Integrative treatment, for example, incorporating pain psychologists, physical therapists, and spinal experts, can sometimes be more successful than single procedures, such as steroid injections, in treating chronic pain. However, in the United States, these more comprehensive treatment programs are frequently excluded from health-insurance coverage. Furthermore, some US health-care practitioners are known to favor therapies that pay them more from insurers, even if there are more effective (but less lucrative) options. If a doctor gets paid the same for delivering a 30-minute steroid injection as for providing a considerably longer course of therapy, the shorter, more lucrative alternative may be favored. Many people are unable to benefit from treatment alternatives since the country lacks both universal health care and statutory paid sick leave.
Social views must be altered.
Of course, difficulties with treatment access are not limited to nations lacking universal health care. It is not uncommon in Australia for patients to have to drive for five or six hours to visit a pain clinic. People in the United Kingdom who use the National Health Service generally face a year-long wait before they may begin a pain-management program.
Many of the problems with treatment access may be traced back to individual and cultural attitudes that fail to prioritize chronic pain and chronic diseases. Some even fail to identify a person’s true grief. Despite a plethora of data regarding the neurological basis of fibromyalgia, for example, a survey last year indicated that some UK clinicians do not believe it is a separate, or real, disorder (N. Wilson et al. BMC Health Serv. Res. 22, 989; 2022). According to the study’s authors, several of the doctors’ comments were so unpleasant to patients that they were not published.
Researchers are obviously contributing to the answer to the question ‘why does it hurt?’ but chronic-pain research needs to be better financed. Because of the mixed history of the use of opioid medicines to relieve pain, the US National Institutes of Health funds pain research alongside addiction research. Both areas are essential, and in theory, there is no difficulty with categorizing money in this manner. However, the US HEAL Initiative, one of the world’s largest financing programs for pain and addiction, devotes two-thirds of its funds to addiction research and one-third to pain research. This rationale is more harder to understand.

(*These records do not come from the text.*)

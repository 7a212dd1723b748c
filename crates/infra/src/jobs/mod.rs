//! Report job plumbing: storage, dispatch and the in-process worker.
//!
//! ## Components
//!
//! - `ReportStore`: persistence for jobs (in-memory or Postgres)
//! - `ReportQueue`: fire-and-forget dispatch (in-process channel or Redis list)
//! - `ReportWorker`: consumes the in-process queue and records outcomes

pub mod postgres;
pub mod queue;
#[cfg(feature = "redis")]
pub mod redis_queue;
pub mod store;
#[cfg(any(test, feature = "testing"))]
pub mod testing;
pub mod worker;

pub use postgres::PostgresReportStore;
pub use queue::{DispatchOutcome, LocalReportQueue, ReportQueue};
#[cfg(feature = "redis")]
pub use redis_queue::{RedisQueueError, RedisReportQueue, DEFAULT_QUEUE_KEY};
pub use store::{InMemoryReportStore, ReportStore, StoreError};
pub use worker::{BuildError, PlaceholderReportBuilder, ReportBuilder, ReportWorker, WorkerError};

Approaches that fail to address the numerous complex factors of chronic pain and even deny its existence cause unneeded misery for millions of people. Reform is required to guarantee that persons suffering from chronic pain get access to the therapies that are most likely to assist them. Furthermore, the stigma and prejudice that characterize the medical and cultural narratives surrounding chronic pain must be eliminated.

Erin Balsa is a highly skilled and knowledgeable health journalist with a passion for educating the public on important health and wellness topics. With extensive experience in both traditional and digital media, Erin has established herself as a trusted voice in the field.